Figure 5. REST, autophagy and proteostasis in AD, DLB and FTD

a. Loss of nuclear REST in DLB and FTD. Left Panel: Immunofluorescence microscopy with labeling for REST (green), the neuronal marker MAP2 (red) and DNA (DAPI, blue). Right Panel: Quantitative analysis of immunfluorescence. Values (AFU) represent the mean±S.E.M., Young, n=11; Aged, n=21; DLB, n=18; FTD, n=16. ^**P<0.001 by Student’s unpaired t-test. b. Co-localization of REST with disease-associated misfolded proteins in autophagosomes. Cortical sections were triple-labeled for REST, LC3, and either Aβ in AD, α-synuclein (α-syn) in DLB, or phosphorylated tau (PHF1 epitope) or TDP-43 in FTD. Two different representative cases are shown for each disease. Scale bars: 20 μm.
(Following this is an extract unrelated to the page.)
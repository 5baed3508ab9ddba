//! Export formats for the attendance ledger.

mod csv;

pub use self::csv::{LEDGER_CSV_HEADER, format_display_date, ledger_to_csv};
Figure 6. Nuclear REST is positively correlated with cognitive function and longevity

a. Linear regression analysis of nuclear REST levels in PFC neurons and cognitive test scores. Nuclear REST was imaged by anti-REST immunofluorescence and quantified by Metamorph. Each point represents an individual case. n=111 cases (59 females, 52 males), age range 71–90 yrs. b. Nuclear REST levels are inversely correlated with Braak stage (extent of neurofibrillary tangle formation). c. Nuclear REST levels in PFC from cases with neuropathologic AD (moderate/frequent plaques by CERAD score and intermediate/high likelihood AD by NIA-Reagan criteria) that had mild or no cognitive impairment (NCI/MCI), or AD dementia. Values are the mean±S.E.M. ^*P<0.01 by Student’s unpaired t-test; NCI/MCI n=30, AD dementia n=21. d. Nuclear REST levels in aging neurons correlate positively with longevity. REST levels were quantified by FACS analysis of isolated PFC neuronal nuclei in 61 individuals without AD (age range 67–104 years).